Advice from the “Girls”

    1.  Store eggs large end up.

    2.  Store eggs in a plastic container or zip lock bag so they retain their moisture.

    3.  Keep eggs on the bottom refrigerator shelf ... never on the refrigerator door.

    4.  Eggs will taste best when eaten fresh, but they can keep well in the refrigerator for 4-5 weeks.

    5.  Never eat raw, cracked or broken eggs.

 To help us, and the world stay green, please recycle your egg cartons.

 The nutritional value of eggs

 1.  Eggs are an inexpensive, single, complete source of protein (12.5 grams per egg)

 2.  Eggs supply all the amino acids essential for humans.

 3.  Eggs supply a range of necessary vitamins and minerals including vitamins A, B6, B12, and E, riboflavin, folic acid, iron, calcium, phosphorus and potassium. The egg is one of the few foods that naturally contains vitamin D.

 4.  Each egg, with slight variations for size, has about 70 calories, with 40 calories from fat.

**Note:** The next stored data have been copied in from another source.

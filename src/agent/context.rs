//! Context builder for agent conversations.
//!
//! Assembles the ordered message list for one LLM call: system prompt
//! (identity, time, workspace, tools, optional skill/memory snippets,
//! contact instructions), a session block, the rolling summary, the
//! session history, the current user message, and (for restricted
//! sessions) a trailing MCP policy notice. The builder never mutates the
//! session; every call returns a fresh list.

use std::path::{Path, PathBuf};
use std::sync::Arc;

use chrono::Utc;

use crate::contacts::ContactStore;
use crate::session::Message;
use crate::tools::McpPolicy;

/// Identity text opening every system prompt.
const IDENTITY_PROMPT: &str = "You are YoctoClaw, a personal AI gateway agent. \
You relay conversations from messaging channels and act on them with tools.\n\
\n\
You have access to tools to help accomplish tasks. Use them when needed.\n\
Be concise but helpful. Focus on completing the user's request efficiently.";

/// Builder for the message list sent to the LLM.
pub struct ContextBuilder {
    workspace: PathBuf,
    contacts: Option<Arc<ContactStore>>,
    skills_prompt: Option<String>,
    memory_prompt: Option<String>,
}

impl ContextBuilder {
    /// Create a builder rooted at `workspace`.
    pub fn new(workspace: &Path) -> Self {
        Self {
            workspace: workspace.to_path_buf(),
            contacts: None,
            skills_prompt: None,
            memory_prompt: None,
        }
    }

    /// Attach the contact store used for per-contact instructions.
    pub fn with_contacts(mut self, contacts: Arc<ContactStore>) -> Self {
        self.contacts = Some(contacts);
        self
    }

    /// Append a skills snippet to the system prompt (collaborator-provided).
    pub fn with_skills(mut self, skills: &str) -> Self {
        self.skills_prompt = Some(skills.to_string());
        self
    }

    /// Append a memory snippet to the system prompt (collaborator-provided).
    pub fn with_memory(mut self, memory: &str) -> Self {
        self.memory_prompt = Some(memory.to_string());
        self
    }

    /// Build the system message for a session.
    pub async fn build_system_message(
        &self,
        channel: &str,
        session_key: &str,
        tool_names: &[String],
    ) -> Message {
        let mut content = String::from(IDENTITY_PROMPT);
        content.push_str(&format!(
            "\n\nCurrent time: {}\nWorkspace: {}",
            Utc::now().format("%Y-%m-%d %H:%M:%S UTC"),
            self.workspace.display()
        ));

        if !tool_names.is_empty() {
            content.push_str("\n\n## Tools\n");
            content.push_str(&tool_names.join(", "));
        }

        if let Some(skills) = &self.skills_prompt {
            content.push_str("\n\n## Available Skills\n");
            content.push_str(skills);
        }
        if let Some(memory) = &self.memory_prompt {
            content.push_str("\n\n## Memory\n");
            content.push_str(memory);
        }

        if let Some(instructions) = self.contact_instructions(channel, session_key).await {
            content.push_str("\n\n## Contact Instructions\n");
            content.push_str(&instructions);
        }

        Message::system(&content)
    }

    /// Build the full message list for one LLM call.
    #[allow(clippy::too_many_arguments)]
    pub async fn build_messages(
        &self,
        history: Vec<Message>,
        summary: Option<String>,
        user_message: &str,
        channel: &str,
        chat_id: &str,
        tool_names: &[String],
        policy: &McpPolicy,
    ) -> Vec<Message> {
        let session_key = format!("{}:{}", channel, chat_id);
        let mut messages = Vec::with_capacity(history.len() + 4);

        messages.push(
            self.build_system_message(channel, &session_key, tool_names)
                .await,
        );
        messages.push(Message::system(&format!(
            "Current session: channel={} chat_id={}",
            channel, chat_id
        )));

        if let Some(summary) = summary.filter(|s| !s.is_empty()) {
            messages.push(Message::system(&format!(
                "[Conversation Summary]\n{}",
                summary
            )));
        }

        messages.extend(history);

        if !user_message.is_empty() {
            messages.push(Message::user(user_message));
        }

        if policy.is_restricted() {
            messages.push(Message::system(&format!(
                "MCP access for this contact is restricted. You can only use \
                 MCP servers: {}. If MCP access is needed outside this list, \
                 ask for permission first.",
                policy.allowed_sorted().join(", ")
            )));
        }

        messages
    }

    /// The contact's instructions, or the channel default, or nothing.
    async fn contact_instructions(&self, channel: &str, session_key: &str) -> Option<String> {
        let contacts = self.contacts.as_ref()?;
        if let Some(policy) = contacts.policy_for_session(session_key).await {
            if !policy.instructions.trim().is_empty() {
                return Some(policy.instructions);
            }
        }
        contacts
            .get_default(channel)
            .await
            .filter(|s| !s.trim().is_empty())
    }
}
//! Tool registry: named tools with JSON-schema parameters, context-aware
//! execution, and per-session MCP policy filtering.

use std::collections::{HashMap, HashSet};
use std::time::Instant;

use serde_json::Value;
use tracing::{error, info};

use crate::error::Result;
use crate::providers::ToolDefinition;

use super::{Tool, ToolContext};

/// A session's MCP restriction: the set of MCP server names it may use.
///
/// An empty set means unrestricted. Non-MCP tools always pass regardless.
#[derive(Debug, Clone, Default)]
pub struct McpPolicy {
    pub allowed: HashSet<String>,
}

impl McpPolicy {
    /// An unrestricted policy.
    pub fn unrestricted() -> Self {
        Self::default()
    }

    /// A policy allowing only the named servers (blank names ignored).
    pub fn allowing<I, S>(names: I) -> Self
    where
        I: IntoIterator<Item = S>,
        S: AsRef<str>,
    {
        let allowed = names
            .into_iter()
            .map(|n| n.as_ref().trim().to_string())
            .filter(|n| !n.is_empty())
            .collect();
        Self { allowed }
    }

    pub fn is_restricted(&self) -> bool {
        !self.allowed.is_empty()
    }

    /// Whether a tool passes this policy. Non-MCP names always pass; an MCP
    /// name passes iff its server is in the allowed set or the set is empty.
    pub fn allows(&self, tool_name: &str) -> bool {
        if self.allowed.is_empty() {
            return true;
        }
        match mcp_server_name(tool_name) {
            Some(server) => self.allowed.contains(server),
            None => true,
        }
    }

    /// Allowed server names, sorted for stable prompt text.
    pub fn allowed_sorted(&self) -> Vec<String> {
        let mut names: Vec<String> = self.allowed.iter().cloned().collect();
        names.sort();
        names
    }
}

/// Extract the MCP server name from a registered tool name.
///
/// Recognized shapes: `mcp.<server>.<rest>` (preferred),
/// `mcp_<server>_<rest>`, and `mcp__<server>__<rest>`. Anything else is a
/// non-MCP tool and yields `None`.
pub fn mcp_server_name(tool_name: &str) -> Option<&str> {
    let name = tool_name.trim();
    if let Some(rest) = name.strip_prefix("mcp.") {
        let (server, remainder) = rest.split_once('.')?;
        if server.is_empty() || remainder.is_empty() {
            return None;
        }
        return Some(server);
    }
    if let Some(rest) = name.strip_prefix("mcp__") {
        let (server, remainder) = rest.split_once("__")?;
        if server.is_empty() || remainder.is_empty() {
            return None;
        }
        return Some(server);
    }
    if let Some(rest) = name.strip_prefix("mcp_") {
        let (server, remainder) = rest.split_once('_')?;
        if server.is_empty() || remainder.is_empty() {
            return None;
        }
        return Some(server);
    }
    None
}

/// A registry that holds and executes tools.
pub struct ToolRegistry {
    tools: HashMap<String, Box<dyn Tool>>,
}

impl ToolRegistry {
    /// Create a new empty tool registry.
    pub fn new() -> Self {
        Self {
            tools: HashMap::new(),
        }
    }

    /// Register a tool. A tool with the same name is replaced.
    pub fn register(&mut self, tool: Box<dyn Tool>) {
        let name = tool.name().to_string();
        info!(tool = %name, "Registering tool");
        self.tools.insert(name, tool);
    }

    /// Remove every tool belonging to the given MCP server.
    pub fn unregister_mcp_server(&mut self, server: &str) {
        self.tools
            .retain(|name, _| mcp_server_name(name) != Some(server));
    }

    /// Get a tool by name.
    pub fn get(&self, name: &str) -> Option<&dyn Tool> {
        self.tools.get(name).map(|t| t.as_ref())
    }

    /// Whether a tool exists.
    pub fn has(&self, name: &str) -> bool {
        self.tools.contains_key(name)
    }

    /// Names of all registered tools, sorted.
    pub fn names(&self) -> Vec<&str> {
        let mut names: Vec<&str> = self.tools.keys().map(|s| s.as_str()).collect();
        names.sort();
        names
    }

    pub fn len(&self) -> usize {
        self.tools.len()
    }

    pub fn is_empty(&self) -> bool {
        self.tools.is_empty()
    }

    /// Execute a tool by name.
    ///
    /// An unknown name is an error; tool failures propagate so the caller
    /// can fold them into the conversation as `Error: <reason>`.
    pub async fn execute(&self, name: &str, args: Value, ctx: &ToolContext) -> Result<String> {
        let tool = self
            .tools
            .get(name)
            .ok_or_else(|| crate::error::YoctoError::NotFound(format!("tool {}", name)))?;

        let start = Instant::now();
        match tool.execute(args, ctx).await {
            Ok(output) => {
                info!(
                    tool = name,
                    duration_ms = start.elapsed().as_millis() as u64,
                    "Tool executed successfully"
                );
                Ok(output)
            }
            Err(e) => {
                error!(
                    tool = name,
                    error = %e,
                    duration_ms = start.elapsed().as_millis() as u64,
                    "Tool execution failed"
                );
                Err(e)
            }
        }
    }

    /// All tool definitions, as presented to the LLM.
    pub fn definitions(&self) -> Vec<ToolDefinition> {
        let mut defs: Vec<ToolDefinition> = self
            .tools
            .values()
            .map(|t| ToolDefinition {
                name: t.name().to_string(),
                description: t.description().to_string(),
                parameters: t.parameters(),
            })
            .collect();
        defs.sort_by(|a, b| a.name.cmp(&b.name));
        defs
    }

    /// Tool definitions filtered by a session's MCP policy.
    pub fn definitions_for_policy(&self, policy: &McpPolicy) -> Vec<ToolDefinition> {
        self.definitions()
            .into_iter()
            .filter(|d| policy.allows(&d.name))
            .collect()
    }
}

impl Default for ToolRegistry {
    fn default() -> Self {
        Self::new()
    }
}

#[cfg(test)]
mod tests {
    use super::*;
    use crate::tools::EchoTool;
    use serde_json::json;

    #[test]
    fn test_registry_register_and_get() {
        let mut registry = ToolRegistry::new();
        assert!(registry.is_empty());
        registry.register(Box::new(EchoTool));
        assert!(registry.has("echo"));
        assert_eq!(registry.len(), 1);
        assert_eq!(registry.get("echo").unwrap().name(), "echo");
        assert!(registry.get("nonexistent").is_none());
    }

    #[tokio::test]
    async fn test_registry_execute() {
        let mut registry = ToolRegistry::new();
        registry.register(Box::new(EchoTool));

        let ctx = ToolContext::new();
        let result = registry
            .execute("echo", json!({"message": "hello"}), &ctx)
            .await
            .unwrap();
        assert_eq!(result, "hello");
    }

    #[tokio::test]
    async fn test_registry_execute_unknown_tool() {
        let registry = ToolRegistry::new();
        let result = registry.execute("nope", json!({}), &ToolContext::new()).await;
        assert!(matches!(
            result,
            Err(crate::error::YoctoError::NotFound(_))
        ));
    }

    #[test]
    fn test_registry_replace_tool() {
        let mut registry = ToolRegistry::new();
        registry.register(Box::new(EchoTool));
        registry.register(Box::new(EchoTool));
        assert_eq!(registry.len(), 1);
    }

    #[test]
    fn test_definitions_sorted() {
        let mut registry = ToolRegistry::new();
        registry.register(Box::new(EchoTool));
        let defs = registry.definitions();
        assert_eq!(defs.len(), 1);
        assert_eq!(defs[0].name, "echo");
        assert!(defs[0].parameters.is_object());
    }

    #[test]
    fn test_mcp_server_name_dot_form() {
        assert_eq!(mcp_server_name("mcp.fs.read_file"), Some("fs"));
        assert_eq!(mcp_server_name("mcp.web.get.page"), Some("web"));
    }

    #[test]
    fn test_mcp_server_name_underscore_forms() {
        assert_eq!(mcp_server_name("mcp_fs_read"), Some("fs"));
        assert_eq!(mcp_server_name("mcp__fs__read_file"), Some("fs"));
    }

    #[test]
    fn test_mcp_server_name_non_mcp() {
        assert_eq!(mcp_server_name("read_file"), None);
        assert_eq!(mcp_server_name("message"), None);
        assert_eq!(mcp_server_name("mcp."), None);
        assert_eq!(mcp_server_name("mcp.fs"), None);
        assert_eq!(mcp_server_name("mcpish_tool"), None);
    }

    #[test]
    fn test_policy_empty_allows_everything() {
        let policy = McpPolicy::unrestricted();
        assert!(!policy.is_restricted());
        assert!(policy.allows("mcp.fs.read"));
        assert!(policy.allows("message"));
    }

    #[test]
    fn test_policy_restricts_mcp_only() {
        let policy = McpPolicy::allowing(["fs"]);
        assert!(policy.is_restricted());
        assert!(policy.allows("mcp.fs.read"));
        assert!(!policy.allows("mcp.web.get"));
        // Non-MCP tools remain available.
        assert!(policy.allows("message"));
        assert!(policy.allows("read_file"));
    }

    #[test]
    fn test_policy_ignores_blank_names() {
        let policy = McpPolicy::allowing(["  ", ""]);
        assert!(!policy.is_restricted());
    }

    #[test]
    fn test_policy_allowed_sorted() {
        let policy = McpPolicy::allowing(["web", "fs"]);
        assert_eq!(policy.allowed_sorted(), vec!["fs", "web"]);
    }

    struct FakeMcpTool(&'static str);

    #[async_trait::async_trait]
    impl Tool for FakeMcpTool {
        fn name(&self) -> &str {
            self.0
        }
        fn description(&self) -> &str {
            "fake"
        }
        fn parameters(&self) -> Value {
            json!({"type": "object", "properties": {}})
        }
        async fn execute(&self, _args: Value, _ctx: &ToolContext) -> Result<String> {
            Ok("ok".to_string())
        }
    }

    #[test]
    fn test_definitions_for_policy() {
        let mut registry = ToolRegistry::new();
        registry.register(Box::new(EchoTool));
        registry.register(Box::new(FakeMcpTool("mcp.fs.read")));
        registry.register(Box::new(FakeMcpTool("mcp.web.get")));

        let unrestricted = registry.definitions_for_policy(&McpPolicy::unrestricted());
        assert_eq!(unrestricted.len(), 3);

        let restricted = registry.definitions_for_policy(&McpPolicy::allowing(["fs"]));
        let names: Vec<&str> = restricted.iter().map(|d| d.name.as_str()).collect();
        assert_eq!(names, vec!["echo", "mcp.fs.read"]);
    }

    #[test]
    fn test_unregister_mcp_server() {
        let mut registry = ToolRegistry::new();
        registry.register(Box::new(EchoTool));
        registry.register(Box::new(FakeMcpTool("mcp.fs.read")));
        registry.register(Box::new(FakeMcpTool("mcp.fs.write")));
        registry.register(Box::new(FakeMcpTool("mcp.web.get")));

        registry.unregister_mcp_server("fs");
        assert_eq!(registry.names(), vec!["echo", "mcp.web.get"]);
    }
}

 5.  A large yolk contains more than two-thirds of the recommended daily intake of 300-mg. cholesterol. But, the good news: a recent study found that the human body may not absorb much cholesterol from eggs.

   Thank you for your support. North Fork Egg Farm

   Marilyn Pasierb & Matthew Bloch

    In October 2014, the North Fork Egg Farm was asked to participate in the Food Network's New York City Food & Wine Festival. Our eggs were featured in a number of egg dishes prepared by renowned Chef, Sue Torres. The guests were served delicious food made with our eggs while Chef Torres explained the origin of the dishes and how they were prepared. The guests also learned about the day to day operation of our farm. There were many questions about our farm and hens.

     We began the North Fork Egg Farm in 2008 with the goal of creating a small scale, self sustaining operation to produce farm-fresh eggs in an area with a rich agricultural tradition, Southold, New York. We started with 30 chicks, and have grown slowly but steadily to meet increasing demand.We now have 2 breeds and approximately 450 hens. In peak production we get approximately 200 dozen eggs per week which we distribute through local markets, CSA's and restaurants.  

    Our eggs also were chosen by Iron Chef Marc Forgione to be featured on the menu of The Long Island Strong Dinner that was held on July 20, 2015 at All'onda Restaurant in New York City.

  The dinner was a Long Island food themed guest chef dinner to celebrate Long Island.

  The dinner featured our eggs in the Bellerose Village Black Pepper Brioche created by Chef Forgione.

  It was reported that, "The egg dish was the favorite of the night."